The financial issues in Finland are another challenge for the entire system of education and it’s immediately reflecting on teachers. We have several municipalities that are running the schools with serious public funding challenges, which means the class sizes tend to increase and resources in these schools are decreasing. So, there are many things that are changing the situation very quickly and there are some dark clouds, so to speak, here in Finland. But I’m still optimistic, but we need to continue to work hard.
Stewart: And Sing Kong, what do you see as the challenges to maintaining Singapore’s high quality teaching profession?

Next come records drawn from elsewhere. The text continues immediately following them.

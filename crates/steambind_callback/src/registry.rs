use std::sync::Arc;

use ahash::AHashMap;
use parking_lot::Mutex;
use tracing::{debug, trace, warn};

use steambind_sys::symbols;
use steambind_sys::{ApiCallHandle, CallbackId, NativeCall, Result};

/// What a handler sees for one native callback invocation.
#[derive(Debug, Clone, Copy)]
pub struct CallbackData<'a> {
    pub payload: &'a [u8],
    pub io_failure: bool,
    pub api_call: ApiCallHandle,
}

pub type CallbackHandler = Arc<dyn Fn(CallbackData<'_>) + Send + Sync>;

/// Opaque handle returned by [`CallbackRegistry::register`].
#[derive(Debug, Clone, Copy, PartialEq, Eq, Hash)]
pub struct RegistrationHandle(CallbackId);

impl RegistrationHandle {
    pub fn id(self) -> CallbackId {
        self.0
    }
}

struct Registration {
    seq: u64,
    callback_type: i32,
    owning_call: ApiCallHandle,
    handler: CallbackHandler,
}

#[derive(Default)]
struct Entries {
    by_id: AHashMap<CallbackId, Registration>,
    next_seq: u64,
}

/// Table of live callback handlers keyed by native callback id.
///
/// Lookups copy the handler reference out under the lock and run it after the
/// lock is released, so handlers may register or unregister freely. An entry
/// removed by `unregister` is never invoked afterwards.
pub struct CallbackRegistry {
    native: Arc<dyn NativeCall>,
    entries: Mutex<Entries>,
}

impl CallbackRegistry {
    pub fn new(native: Arc<dyn NativeCall>) -> Self {
        Self {
            native,
            entries: Mutex::new(Entries::default()),
        }
    }

    pub(crate) fn native(&self) -> &Arc<dyn NativeCall> {
        &self.native
    }

    /// Allocate a native callback slot for `callback_type` and route it to
    /// `handler`. A valid `owning_call` makes this a one-shot call-result
    /// registration for that asynchronous call: [`dispatch_call_result`]
    /// removes it and releases its native slot after delivery.
    ///
    /// [`dispatch_call_result`]: Self::dispatch_call_result
    pub fn register<F>(
        &self,
        handler: F,
        payload_size: usize,
        callback_type: i32,
        owning_call: ApiCallHandle,
        is_server_scoped: bool,
    ) -> Result<RegistrationHandle>
    where
        F: Fn(CallbackData<'_>) + Send + Sync + 'static,
    {
        let id = CallbackId(
            self.native
                .call(
                    symbols::REGISTER_CALLBACK,
                    &[
                        payload_size,
                        callback_type as usize,
                        owning_call.0 as usize,
                        usize::from(is_server_scoped),
                    ],
                )?
                .as_i32(),
        );

        let mut entries = self.entries.lock();
        let seq = entries.next_seq;
        entries.next_seq += 1;
        let previous = entries.by_id.insert(
            id,
            Registration {
                seq,
                callback_type,
                owning_call,
                handler: Arc::new(handler),
            },
        );
        drop(entries);

        if previous.is_some() {
            warn!(callback = %id, "native side reused a live callback id");
        }
        debug!(callback = %id, callback_type, call = %owning_call, "registered callback");
        Ok(RegistrationHandle(id))
    }

    /// Remove the handler, then release the native slot. Unregistering an
    /// already removed handle does nothing.
    pub fn unregister(&self, handle: RegistrationHandle) -> Result<()> {
        let removed = self.entries.lock().by_id.remove(&handle.0);
        if removed.is_none() {
            trace!(callback = %handle.0, "callback already unregistered");
            return Ok(());
        }

        self.native
            .call(symbols::UNREGISTER_CALLBACK, &[handle.0.0 as usize])?;
        debug!(callback = %handle.0, "unregistered callback");
        Ok(())
    }

    /// Run the handler registered under `id`. Returns whether one ran; an
    /// unknown id is silently dropped.
    pub fn dispatch(
        &self,
        id: CallbackId,
        payload: &[u8],
        io_failure: bool,
        api_call: ApiCallHandle,
    ) -> bool {
        let handler = self
            .entries
            .lock()
            .by_id
            .get(&id)
            .map(|entry| Arc::clone(&entry.handler));

        let Some(handler) = handler else {
            trace!(callback = %id, "dropping callback for unregistered id");
            return false;
        };
        handler(CallbackData {
            payload,
            io_failure,
            api_call,
        });
        true
    }

    /// Run every handler registered for `callback_type`, oldest first.
    /// Call-result registrations only see their own call's result, so they
    /// are skipped here.
    pub fn dispatch_type(
        &self,
        callback_type: i32,
        payload: &[u8],
        io_failure: bool,
        api_call: ApiCallHandle,
    ) -> usize {
        let handlers = self.snapshot(|entry| {
            entry.callback_type == callback_type && !entry.owning_call.is_valid()
        });
        for handler in &handlers {
            handler(CallbackData {
                payload,
                io_failure,
                api_call,
            });
        }
        handlers.len()
    }

    /// Deliver an asynchronous call's result to registrations owning `call`,
    /// then unregister them.
    pub fn dispatch_call_result(&self, call: ApiCallHandle, payload: &[u8], io_failure: bool) -> usize {
        if !call.is_valid() {
            return 0;
        }
        let mut owners: Vec<_> = {
            let mut entries = self.entries.lock();
            let ids: Vec<_> = entries
                .by_id
                .iter()
                .filter(|(_, entry)| entry.owning_call == call)
                .map(|(id, _)| *id)
                .collect();
            ids.into_iter()
                .filter_map(|id| entries.by_id.remove(&id).map(|entry| (id, entry)))
                .collect()
        };
        owners.sort_unstable_by_key(|(_, entry)| entry.seq);

        for (_, entry) in &owners {
            (entry.handler)(CallbackData {
                payload,
                io_failure,
                api_call: call,
            });
        }
        for (id, _) in &owners {
            match self.native.call(symbols::UNREGISTER_CALLBACK, &[id.0 as usize]) {
                Ok(_) => debug!(callback = %id, call = %call, "released call-result registration"),
                Err(err) => warn!(callback = %id, error = %err, "failed to release call-result slot"),
            }
        }
        owners.len()
    }

    /// Whether some registration waits on the result of `call`.
    pub fn has_call_result(&self, call: ApiCallHandle) -> bool {
        call.is_valid()
            && self
                .entries
                .lock()
                .by_id
                .values()
                .any(|entry| entry.owning_call == call)
    }

    pub fn contains(&self, handle: RegistrationHandle) -> bool {
        self.entries.lock().by_id.contains_key(&handle.0)
    }

    pub fn len(&self) -> usize {
        self.entries.lock().by_id.len()
    }

    pub fn is_empty(&self) -> bool {
        self.len() == 0
    }

    fn snapshot(&self, filter: impl Fn(&Registration) -> bool) -> Vec<CallbackHandler> {
        let entries = self.entries.lock();
        let mut matched: Vec<_> = entries
            .by_id
            .values()
            .filter(|entry| filter(entry))
            .map(|entry| (entry.seq, Arc::clone(&entry.handler)))
            .collect();
        drop(entries);
        matched.sort_unstable_by_key(|(seq, _)| *seq);
        matched.into_iter().map(|(_, handler)| handler).collect()
    }
}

Lee: There are actually four very prominent key challenges I think Singapore has to address in the future. I think number one, like what Pasi said, is the growing diversity of students in the classroom; not just from different cultural and religious backgrounds, but also a range of students from different socio-economic backgrounds. So these are issues teachers must confront and they’re not even issues that I think a professional teacher is able to manage. Therefore, we have to constantly provide different kinds of support to teachers. We’re still deliberating and still debating as to how to give teachers the kind of support that will enable them to manage more diverse classrooms in the future. That’s the first challenge. The second challenge is literally the fast-changing demands of the 21st century landscape, especially what employers want and how we can prepare our students to face the future. There is so much uncertainty about the future. We have to really plan not just from the point of view of the teaching profession, but also the curriculum. The third is that parents are much more educated than in the past. It is a very different thing to work with parents who are less educated than with parents who are well-educated. They question the professionalism of the teacher at times and such questioning can put pressure on the teacher. So how do we address the issues of some irrational and unreasonable parents? How do we work with parents to really mitigate these issues of putting pressure on the teachers and to create a greater partnership? The fourth challenge, like what Pasi said, is competition for resources. When industries continue to evolve and grow, I think it is a continual challenge to really upgrade or improve and evolve the teaching profession to be on par with the others, so that we can continue to attract the better ones into the profession, and retain them. I think this challenge is real and somewhat a competition for resources. It’s going to also aggravate the problem of retention.
Stewart: Thank you both very much for your time. It was a really good discussion that others can learn quite a lot from on the issue of teacher quality.